Exercise prompt: State the count of lines below featuring the word "display", and write nothing further.

Given data:

● ● ●

//! Vitrine Core
//!
//! Host primitives shared by every controller on the site:
//!
//! - **Timers**: a virtual-clock timeout queue with idempotent cancellation
//! - **Broadcast channels**: one fan-out point per global event source, with
//!   unsubscribe handles returned at registration time
//! - **Input**: pointer, touch, scroll and resize events
//! - **Layout**: headless element registry holding document-space rects
//! - **Color / math**: the small amount of shading maths the site needs
//!
//! Everything here is single-threaded. Shared state lives behind `Rc` and
//! `RefCell`; no callback runs while the structure that invoked it is borrowed.
//!
//! # Example
//!
//! ```rust
//! use vitrine_core::{Broadcast, TimerQueue};
//! use std::cell::Cell;
//! use std::rc::Rc;
//!
//! let timers = TimerQueue::new();
//! let fired = Rc::new(Cell::new(false));
//! let flag = fired.clone();
//! timers.set_timeout(3000.0, move || flag.set(true));
//!
//! timers.advance_to(2999.0);
//! assert!(!fired.get());
//! timers.advance_to(3000.0);
//! assert!(fired.get());
//!
//! let scroll: Broadcast<f32> = Broadcast::new();
//! let sub = scroll.subscribe(|y| println!("scrolled to {y}"));
//! scroll.publish(&120.0);
//! drop(sub);
//! assert_eq!(scroll.listener_count(), 0);
//! ```

pub mod bus;
pub mod color;
pub mod geometry;
pub mod input;
pub mod layout;
pub mod math;
pub mod timer;

pub use bus::{Broadcast, ListenerId, Subscription};
pub use color::Color;
pub use geometry::{Point, Rect, Size, Viewport};
pub use input::{Capabilities, InputEvent, PointerEvent, TouchEvent};
pub use layout::{ElementId, ElementKind, Layout};
pub use timer::{TimerId, TimerQueue};
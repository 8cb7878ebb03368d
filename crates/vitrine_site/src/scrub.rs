//! Scroll-linked animation
//!
//! A [`ScrollLinkedAnimator`] ties the playhead of one paused tween to the
//! scroll position between two trigger edges. Progress is recomputed from the
//! trigger's current rect on every scroll, resize, and frame, so a trigger that
//! changes size moves its boundaries with it.
//!
//! With `smoothing_ms > 0` the applied playhead chases the raw scroll progress
//! exponentially on each frame instead of jumping to it (GSAP's `scrub: 1`).

use std::cell::RefCell;
use std::rc::Rc;

use smallvec::SmallVec;
use vitrine_animation::{
    AnimatedTween, Easing, Interpolate, PropSet, Purpose, ScrollRange, TargetKey, Tween,
};
use vitrine_core::{ElementId, Subscription};

use crate::host::HostContext;

/// Number of time constants in one smoothing window
const SETTLE_TIME_CONSTANTS: f32 = 4.0;

/// Playhead distance below which smoothing snaps to the target
const SETTLE_EPSILON: f32 = 1e-4;

/// Nominal duration of a scrubbed tween; only its progress matters
const SCRUB_DURATION_MS: f32 = 1000.0;

/// What to scrub and between which boundaries
#[derive(Clone, Debug)]
pub struct ScrubSpec {
    /// Element whose visual state is driven
    pub target: ElementId,
    /// Element whose rect defines the boundaries
    pub trigger: ElementId,
    pub range: ScrollRange,
    /// Start values; the target's current state when `None`
    pub from: Option<PropSet>,
    pub to: PropSet,
    /// Catch-up time for the applied playhead; 0 follows scroll exactly
    pub smoothing_ms: f32,
}

impl ScrubSpec {
    pub fn new(target: ElementId, trigger: ElementId, range: ScrollRange, to: PropSet) -> Self {
        Self {
            target,
            trigger,
            range,
            from: None,
            to,
            smoothing_ms: 0.0,
        }
    }

    pub fn from(mut self, from: PropSet) -> Self {
        self.from = Some(from);
        self
    }

    pub fn smoothing(mut self, ms: f32) -> Self {
        self.smoothing_ms = ms.max(0.0);
        self
    }
}

struct ScrubInner {
    ctx: HostContext,
    spec: ScrubSpec,
    tween: AnimatedTween,
    raw: f32,
    applied: f32,
}

impl ScrubInner {
    fn sample(&mut self) {
        let Some(rect) = self.ctx.layout().rect(self.spec.trigger) else {
            return;
        };
        self.raw = self.spec.range.progress(rect, &self.ctx.viewport());
        if self.spec.smoothing_ms <= 0.0 {
            self.set_applied(self.raw);
        }
    }

    fn frame(&mut self, dt_ms: f32) {
        self.sample();
        if self.spec.smoothing_ms <= 0.0 {
            return;
        }
        let tau = self.spec.smoothing_ms / SETTLE_TIME_CONSTANTS;
        let k = 1.0 - (-dt_ms / tau).exp();
        let mut next = self.applied.lerp(&self.raw, k);
        if next.approx_eq(&self.raw, SETTLE_EPSILON) {
            next = self.raw;
        }
        self.set_applied(next);
    }

    fn set_applied(&mut self, progress: f32) {
        self.applied = progress;
        self.tween.seek(progress);
    }
}

/// Scroll-scrubbed animation bound to one target
pub struct ScrollLinkedAnimator {
    inner: Rc<RefCell<ScrubInner>>,
    subscriptions: SmallVec<[Subscription; 3]>,
}

impl ScrollLinkedAnimator {
    pub fn mount(ctx: &HostContext, spec: ScrubSpec) -> Self {
        let tween = match &spec.from {
            Some(from) => Tween::from_to(from.clone(), spec.to.clone(), SCRUB_DURATION_MS),
            None => Tween::to(spec.to.clone(), SCRUB_DURATION_MS),
        }
        .easing(Easing::Linear)
        .paused();
        let tween = ctx
            .animations()
            .animate(TargetKey::new(spec.target, Purpose::Scrub), tween);

        let inner = Rc::new(RefCell::new(ScrubInner {
            ctx: ctx.clone(),
            spec,
            tween,
            raw: 0.0,
            applied: 0.0,
        }));
        {
            let mut inner = inner.borrow_mut();
            inner.sample();
            let raw = inner.raw;
            inner.set_applied(raw);
        }

        let mut subscriptions = SmallVec::new();
        let weak = Rc::downgrade(&inner);
        subscriptions.push(ctx.scroll().subscribe(move |_| {
            if let Some(inner) = weak.upgrade() {
                inner.borrow_mut().sample();
            }
        }));
        let weak = Rc::downgrade(&inner);
        subscriptions.push(ctx.resize().subscribe(move |_| {
            if let Some(inner) = weak.upgrade() {
                inner.borrow_mut().sample();
            }
        }));
        let weak = Rc::downgrade(&inner);
        subscriptions.push(ctx.frames().subscribe(move |tick| {
            if let Some(inner) = weak.upgrade() {
                inner.borrow_mut().frame(tick.dt_ms);
            }
        }));

        Self {
            inner,
            subscriptions,
        }
    }

    /// Raw scroll progress through the range, clamped to [0, 1]
    pub fn progress(&self) -> f32 {
        self.inner.borrow().raw
    }

    /// Progress currently written to the target (lags `progress` when smoothed)
    pub fn applied_progress(&self) -> f32 {
        self.inner.borrow().applied
    }

    pub fn target(&self) -> ElementId {
        self.inner.borrow().spec.target
    }

    pub fn is_mounted(&self) -> bool {
        !self.subscriptions.is_empty()
    }

    /// Release listeners and the scrubbed tween; safe to call repeatedly
    pub fn unmount(&mut self) {
        self.subscriptions.clear();
        self.inner.borrow_mut().tween.kill();
    }
}

impl Drop for ScrollLinkedAnimator {
    fn drop(&mut self) {
        self.unmount();
    }
}

#[cfg(test)]
mod tests {
    use super::*;
    use crate::host::Host;
    use vitrine_animation::Edge;
    use vitrine_core::Rect;

    fn setup(smoothing_ms: f32) -> (Host, ElementId, ScrollLinkedAnimator) {
        let host = Host::desktop();
        let section = host.layout().insert("hero", Rect::new(0.0, 0.0, 1440.0, 900.0));
        let spec = ScrubSpec::new(
            section,
            section,
            ScrollRange::new(Edge::TOP_TOP, Edge::BOTTOM_TOP),
            PropSet::new().y(150.0).opacity(0.0),
        )
        .smoothing(smoothing_ms);
        let animator = ScrollLinkedAnimator::mount(&host.context(), spec);
        (host, section, animator)
    }

    #[test]
    fn test_exact_scrub_follows_scroll() {
        let (host, section, animator) = setup(0.0);
        assert_eq!(animator.progress(), 0.0);

        host.scroll_to(450.0);
        assert!((animator.progress() - 0.5).abs() < 1e-6);
        let state = host.scheduler().state_of(section);
        assert!((state.y - 75.0).abs() < 1e-3);
        assert!((state.opacity - 0.5).abs() < 1e-4);

        host.scroll_to(5000.0);
        assert_eq!(animator.progress(), 1.0);
        assert_eq!(host.scheduler().state_of(section).y, 150.0);
    }

    #[test]
    fn test_smoothed_scrub_lags_then_settles() {
        let (host, section, animator) = setup(1000.0);

        host.scroll_to(900.0);
        assert_eq!(animator.progress(), 1.0);
        assert_eq!(animator.applied_progress(), 0.0);

        host.advance(100.0);
        let partial = animator.applied_progress();
        assert!(partial > 0.0 && partial < 1.0);

        host.run_for(3000.0, 16.0);
        assert_eq!(animator.applied_progress(), 1.0);
        assert_eq!(host.scheduler().state_of(section).y, 150.0);
    }

    #[test]
    fn test_trigger_resize_recomputes_boundaries() {
        let (host, section, animator) = setup(0.0);
        host.scroll_to(300.0);
        assert!((animator.progress() - 300.0 / 900.0).abs() < 1e-5);

        host.layout()
            .set_rect(section, Rect::new(0.0, 0.0, 1440.0, 600.0));
        host.resize(1440.0, 600.0);
        assert!((animator.progress() - 0.5).abs() < 1e-5);
    }

    #[test]
    fn test_unmount_releases_everything() {
        let (host, _section, mut animator) = setup(1000.0);
        assert!(host.counts().listeners > 0);

        animator.unmount();
        animator.unmount();
        assert!(!animator.is_mounted());
        assert!(host.counts().is_idle());
    }
}
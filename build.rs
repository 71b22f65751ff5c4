use std::{
    process::Command,
    time::{SystemTime, UNIX_EPOCH},
};

fn main() {
    println!("cargo:rerun-if-changed=.git/HEAD");
    println!("cargo:rerun-if-changed=.git/index");

    let output = Command::new("git")
        .args(["describe", "--tags", "--always", "--dirty"])
        .output();

    let version = match output {
        Ok(o) if o.status.success() => {
            let described = String::from_utf8(o.stdout)
                .unwrap_or_default()
                .trim()
                .to_string();

            // "v0.3.1" -> "0.3.1"
            let version = described.strip_prefix('v').unwrap_or(&described);

            if version.ends_with("-dirty") || version.is_empty() {
                format!("{}-{}", version, timestamp())
            } else {
                version.to_string()
            }
        }
        // Not a git checkout (e.g. a crates.io tarball)
        _ => format!("0.0.0-unknown-{}", timestamp()),
    };

    println!("cargo:rustc-env=STARSORT_VERSION={}", version);
}

fn timestamp() -> u64 {
    SystemTime::now()
        .duration_since(UNIX_EPOCH)
        .map(|d| d.as_secs())
        .unwrap_or_default()
}
//! HTTP error classification shared by the API clients.

mod retry;

pub use retry::{PageError, classify_error, classify_status};
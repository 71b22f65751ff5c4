//! Pagination state and its transitions.
//!
//! Every decision the fetch loop makes lives here as a plain method on
//! [`FetchState`]; the loop itself only performs the requests and sleeps the
//! returned [`Step`] asks for.

use log::{error, warn};
use std::time::Duration;

use crate::config::FetchSettings;
use crate::github::{RateLimit, Repository};
use crate::http::PageError;

use super::error::FetchError;

/// Upper bound on the number of pages one fetch may request.
#[derive(Debug, Clone, Copy, PartialEq, Eq)]
pub enum PageLimit {
    Pages(u32),
    Unbounded,
}

impl PageLimit {
    /// Whether `page` (1-based) may still be requested.
    pub fn allows(&self, page: u32) -> bool {
        match self {
            PageLimit::Pages(max) => page <= *max,
            PageLimit::Unbounded => true,
        }
    }
}

impl From<Option<u32>> for PageLimit {
    fn from(max_pages: Option<u32>) -> Self {
        max_pages.map_or(PageLimit::Unbounded, PageLimit::Pages)
    }
}

/// Why pagination ended without an error.
#[derive(Debug, Clone, Copy, PartialEq, Eq)]
pub enum StopReason {
    /// The server returned an empty page
    Exhausted,
    /// The caller's page limit was reached
    PageLimit,
    /// Throttled without a credential to wait it out
    Throttled,
    /// Too many consecutive retryable failures on one page
    RetriesExhausted,
}

/// What the loop does next.
#[derive(Debug, Clone, Copy, PartialEq, Eq)]
pub enum Step {
    /// Request the next page
    Continue,
    /// Sleep, then request the same page again
    Retry { wait: Duration },
    /// Return what has been gathered
    Stop(StopReason),
}

#[derive(Debug, Clone, PartialEq)]
pub struct FetchState {
    pub repos: Vec<Repository>,
    /// Next page to request, 1-based
    pub page: u32,
    pub consecutive_failures: u32,
    pub has_more: bool,
}

impl Default for FetchState {
    fn default() -> Self {
        Self {
            repos: Vec::new(),
            page: 1,
            consecutive_failures: 0,
            has_more: true,
        }
    }
}

impl FetchState {
    pub fn new() -> Self {
        Self::default()
    }

    /// Pause before requesting the current page. Only the first page goes out immediately.
    pub fn courtesy_delay(&self, settings: &FetchSettings) -> Option<Duration> {
        (self.page > 1 && !settings.courtesy_delay.is_zero()).then_some(settings.courtesy_delay)
    }

    /// Records a successfully validated page.
    pub fn on_page(&mut self, items: Vec<Repository>, limit: PageLimit) -> Step {
        if items.is_empty() {
            return self.stop(StopReason::Exhausted);
        }

        self.repos.extend(items);
        self.page += 1;
        self.consecutive_failures = 0;

        if limit.allows(self.page) {
            Step::Continue
        } else {
            self.stop(StopReason::PageLimit)
        }
    }

    /// Decides how to react to a failed request for the current page.
    ///
    /// `now` is the current epoch second; `authenticated` tells whether
    /// waiting out a throttle can help at all.
    pub fn on_failure(
        &mut self,
        error: PageError,
        username: &str,
        authenticated: bool,
        now: u64,
        settings: &FetchSettings,
    ) -> Result<Step, FetchError> {
        match error {
            PageError::NotFound => Err(FetchError::NotFound {
                username: username.to_string(),
            }),

            PageError::QuotaExhausted { reset } if !authenticated => {
                warn!(
                    "Rate limit exceeded. Limit will reset {}.",
                    describe_reset(reset, now)
                );
                warn!("Without a token only a limited number of repositories can be fetched.");
                warn!("For better results, pass a GitHub token with --token.");
                Ok(self.stop(StopReason::Throttled))
            }

            PageError::QuotaExhausted { reset } => {
                let wait = match reset {
                    Some(reset) => Duration::from_secs(reset.saturating_sub(now)),
                    None => settings.default_reset_window,
                };

                if wait.is_zero() || wait >= settings.max_reset_wait {
                    return Err(FetchError::RateLimited { reset });
                }

                self.consecutive_failures += 1;
                if self.consecutive_failures > settings.max_retries {
                    error!("Maximum retry count exceeded. Stopping.");
                    return Ok(self.stop(StopReason::RetriesExhausted));
                }

                warn!(
                    "Rate limit exceeded. Waiting {} seconds until reset...",
                    wait.as_secs()
                );
                Ok(Step::Retry {
                    wait: wait + settings.reset_buffer,
                })
            }

            PageError::Server { status } => {
                self.consecutive_failures += 1;
                if self.consecutive_failures >= settings.max_retries {
                    error!(
                        "GitHub API error (HTTP {}): maximum retry count exceeded. Stopping.",
                        status
                    );
                    return Ok(self.stop(StopReason::RetriesExhausted));
                }

                let wait = settings.server_backoff * self.consecutive_failures;
                warn!(
                    "GitHub API error (HTTP {}). Retrying in {} seconds... (attempt {} of {})",
                    status,
                    wait.as_secs(),
                    self.consecutive_failures,
                    settings.max_retries
                );
                Ok(Step::Retry { wait })
            }

            PageError::Unexpected(e) => Err(FetchError::Unexpected(e)),
        }
    }

    pub fn into_repos(self) -> Vec<Repository> {
        self.repos
    }

    fn stop(&mut self, reason: StopReason) -> Step {
        self.has_more = false;
        Step::Stop(reason)
    }
}

/// Extra pause after a response that reported a nearly spent quota.
/// Grows as the remaining quota shrinks, capped at `max_pacing_delay`.
pub fn pacing_delay(rate_limit: &RateLimit, settings: &FetchSettings) -> Option<Duration> {
    if !rate_limit.is_low(settings.low_quota_threshold) {
        return None;
    }

    let steps = settings.low_quota_threshold - rate_limit.remaining;
    let delay = settings
        .pacing_step
        .saturating_mul(u32::try_from(steps).unwrap_or(u32::MAX))
        .min(settings.max_pacing_delay);

    (!delay.is_zero()).then_some(delay)
}

fn describe_reset(reset: Option<u64>, now: u64) -> String {
    match reset {
        Some(reset) => format!("in {} seconds (epoch {})", reset.saturating_sub(now), reset),
        None => "at an unknown time".to_string(),
    }
}

#[cfg(test)]
mod tests {
    use super::*;

    const NOW: u64 = 1_700_000_000;

    fn repo(id: u64) -> Repository {
        Repository {
            id,
            name: format!("repo-{}", id),
            full_name: format!("owner/repo-{}", id),
            html_url: format!("https://github.com/owner/repo-{}", id),
            description: None,
            language: None,
            topics: vec![],
            stargazers_count: None,
            created_at: chrono::DateTime::<chrono::Utc>::UNIX_EPOCH,
            updated_at: chrono::DateTime::<chrono::Utc>::UNIX_EPOCH,
        }
    }

    fn settings() -> FetchSettings {
        FetchSettings::default()
    }

    #[test]
    fn test_initial_state() {
        let state = FetchState::new();
        assert_eq!(state.page, 1);
        assert_eq!(state.consecutive_failures, 0);
        assert!(state.has_more);
        assert!(state.repos.is_empty());
    }

    #[test]
    fn test_page_limit_allows() {
        assert!(PageLimit::Pages(2).allows(2));
        assert!(!PageLimit::Pages(2).allows(3));
        assert!(!PageLimit::Pages(0).allows(1));
        assert!(PageLimit::Unbounded.allows(u32::MAX));
        assert_eq!(PageLimit::from(Some(5)), PageLimit::Pages(5));
        assert_eq!(PageLimit::from(None), PageLimit::Unbounded);
    }

    #[test]
    fn test_courtesy_delay_only_after_first_page() {
        let mut state = FetchState::new();
        assert_eq!(state.courtesy_delay(&settings()), None);

        state.page = 2;
        assert_eq!(state.courtesy_delay(&settings()), Some(Duration::from_secs(1)));
    }

    #[test]
    fn test_on_page_appends_and_resets_failures() {
        let mut state = FetchState::new();
        state.consecutive_failures = 2;

        let step = state.on_page(vec![repo(1), repo(2)], PageLimit::Unbounded);

        assert_eq!(step, Step::Continue);
        assert_eq!(state.page, 2);
        assert_eq!(state.consecutive_failures, 0);
        assert!(state.has_more);
        let ids: Vec<u64> = state.repos.iter().map(|r| r.id).collect();
        assert_eq!(ids, vec![1, 2]);
    }

    #[test]
    fn test_on_page_empty_stops_without_advancing() {
        let mut state = FetchState::new();
        state.on_page(vec![repo(1)], PageLimit::Unbounded);

        let step = state.on_page(vec![], PageLimit::Unbounded);

        assert_eq!(step, Step::Stop(StopReason::Exhausted));
        assert_eq!(state.page, 2);
        assert!(!state.has_more);
        assert_eq!(state.repos.len(), 1);
    }

    #[test]
    fn test_on_page_stops_at_page_limit() {
        let mut state = FetchState::new();

        assert_eq!(state.on_page(vec![repo(1)], PageLimit::Pages(2)), Step::Continue);
        assert_eq!(
            state.on_page(vec![repo(2)], PageLimit::Pages(2)),
            Step::Stop(StopReason::PageLimit)
        );
        assert!(!state.has_more);
    }

    #[test]
    fn test_on_failure_not_found_is_fatal() {
        let mut state = FetchState::new();
        let result = state.on_failure(PageError::NotFound, "ghost", true, NOW, &settings());

        match result {
            Err(FetchError::NotFound { username }) => assert_eq!(username, "ghost"),
            other => panic!("Expected NotFound, got {:?}", other),
        }
    }

    #[test]
    fn test_on_failure_quota_without_token_stops() {
        let mut state = FetchState::new();
        let step = state
            .on_failure(
                PageError::QuotaExhausted {
                    reset: Some(NOW + 60),
                },
                "octocat",
                false,
                NOW,
                &settings(),
            )
            .unwrap();

        assert_eq!(step, Step::Stop(StopReason::Throttled));
        assert!(!state.has_more);
        assert_eq!(state.consecutive_failures, 0);
    }

    #[test]
    fn test_on_failure_quota_with_token_waits_until_reset_plus_buffer() {
        let mut state = FetchState::new();
        let step = state
            .on_failure(
                PageError::QuotaExhausted {
                    reset: Some(NOW + 10),
                },
                "octocat",
                true,
                NOW,
                &settings(),
            )
            .unwrap();

        assert_eq!(
            step,
            Step::Retry {
                wait: Duration::from_secs(11)
            }
        );
        assert_eq!(state.consecutive_failures, 1);
        assert!(state.has_more);
    }

    #[test]
    fn test_on_failure_quota_reset_in_past_is_fatal() {
        let mut state = FetchState::new();
        let result = state.on_failure(
            PageError::QuotaExhausted {
                reset: Some(NOW - 5),
            },
            "octocat",
            true,
            NOW,
            &settings(),
        );

        assert!(matches!(
            result,
            Err(FetchError::RateLimited { reset: Some(r) }) if r == NOW - 5
        ));
        assert_eq!(state.consecutive_failures, 0);
    }

    #[test]
    fn test_on_failure_quota_reset_now_is_fatal() {
        let mut state = FetchState::new();
        let result = state.on_failure(
            PageError::QuotaExhausted { reset: Some(NOW) },
            "octocat",
            true,
            NOW,
            &settings(),
        );

        assert!(matches!(result, Err(FetchError::RateLimited { .. })));
    }

    #[test]
    fn test_on_failure_quota_reset_beyond_cap_is_fatal() {
        let mut state = FetchState::new();
        let result = state.on_failure(
            PageError::QuotaExhausted {
                reset: Some(NOW + 2 * 60 * 60),
            },
            "octocat",
            true,
            NOW,
            &settings(),
        );

        assert!(matches!(
            result,
            Err(FetchError::RateLimited { reset: Some(r) }) if r == NOW + 7200
        ));
    }

    #[test]
    fn test_on_failure_quota_unknown_reset_is_fatal() {
        // The default window equals the cap, so there is nothing worth waiting for
        let mut state = FetchState::new();
        let result = state.on_failure(
            PageError::QuotaExhausted { reset: None },
            "octocat",
            true,
            NOW,
            &settings(),
        );

        assert!(matches!(result, Err(FetchError::RateLimited { reset: None })));
    }

    #[test]
    fn test_on_failure_quota_budget_exhausted() {
        let mut state = FetchState::new();
        let error = || PageError::QuotaExhausted {
            reset: Some(NOW + 10),
        };

        for _ in 0..3 {
            let step = state
                .on_failure(error(), "octocat", true, NOW, &settings())
                .unwrap();
            assert!(matches!(step, Step::Retry { .. }));
        }

        let step = state
            .on_failure(error(), "octocat", true, NOW, &settings())
            .unwrap();
        assert_eq!(step, Step::Stop(StopReason::RetriesExhausted));
        assert!(!state.has_more);
    }

    #[test]
    fn test_on_failure_server_error_backs_off_linearly() {
        let mut state = FetchState::new();

        let first = state
            .on_failure(PageError::Server { status: 500 }, "octocat", false, NOW, &settings())
            .unwrap();
        let second = state
            .on_failure(PageError::Server { status: 502 }, "octocat", false, NOW, &settings())
            .unwrap();
        let third = state
            .on_failure(PageError::Server { status: 503 }, "octocat", false, NOW, &settings())
            .unwrap();

        assert_eq!(
            first,
            Step::Retry {
                wait: Duration::from_secs(2)
            }
        );
        assert_eq!(
            second,
            Step::Retry {
                wait: Duration::from_secs(4)
            }
        );
        assert_eq!(third, Step::Stop(StopReason::RetriesExhausted));
    }

    #[test]
    fn test_on_failure_unexpected_is_fatal() {
        let mut state = FetchState::new();
        let result = state.on_failure(
            PageError::Unexpected(anyhow::anyhow!("HTTP 422")),
            "octocat",
            true,
            NOW,
            &settings(),
        );

        match result {
            Err(FetchError::Unexpected(e)) => assert!(e.to_string().contains("422")),
            other => panic!("Expected Unexpected, got {:?}", other),
        }
    }

    #[test]
    fn test_pacing_delay() {
        let rate = |remaining| RateLimit {
            limit: 60,
            remaining,
            reset: NOW,
        };

        assert_eq!(pacing_delay(&rate(60), &settings()), None);
        assert_eq!(pacing_delay(&rate(0), &settings()), None);
        assert_eq!(pacing_delay(&rate(10), &settings()), None);
        assert_eq!(pacing_delay(&rate(7), &settings()), Some(Duration::from_secs(3)));
        assert_eq!(pacing_delay(&rate(1), &settings()), Some(Duration::from_secs(5)));
    }
}
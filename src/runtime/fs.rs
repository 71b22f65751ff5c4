//! File system operations.

use anyhow::{Context, Result};
use std::fs;
use std::path::Path;

use super::RealRuntime;

impl RealRuntime {
    #[tracing::instrument(skip(self, contents))]
    pub(crate) fn write_impl(&self, path: &Path, contents: &[u8]) -> Result<()> {
        fs::write(path, contents)
            .with_context(|| format!("Failed to write to file {}", path.display()))?;
        Ok(())
    }

    #[tracing::instrument(skip(self))]
    pub(crate) fn create_dir_all_impl(&self, path: &Path) -> Result<()> {
        fs::create_dir_all(path)
            .with_context(|| format!("Failed to create directory {}", path.display()))?;
        Ok(())
    }
}

#[cfg(test)]
mod tests {
    use crate::runtime::{RealRuntime, Runtime};
    use tempfile::tempdir;

    #[test]
    fn test_real_runtime_file_ops() {
        let runtime = RealRuntime;
        let dir = tempdir().unwrap();
        let nested = dir.path().join("a").join("b");

        runtime.create_dir_all(&nested).unwrap();
        assert!(nested.is_dir());

        // Creating an existing directory is not an error
        runtime.create_dir_all(&nested).unwrap();

        let file_path = nested.join("out.json");
        runtime.write(&file_path, b"{}").unwrap();
        assert_eq!(std::fs::read_to_string(&file_path).unwrap(), "{}");
    }

    #[test]
    fn test_real_runtime_write_into_missing_dir_fails() {
        let runtime = RealRuntime;
        let dir = tempdir().unwrap();
        let file_path = dir.path().join("missing").join("out.json");

        let err = runtime.write(&file_path, b"{}").unwrap_err();
        assert!(err.to_string().contains("Failed to write to file"));
    }
}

● ● ●

Answer area: 2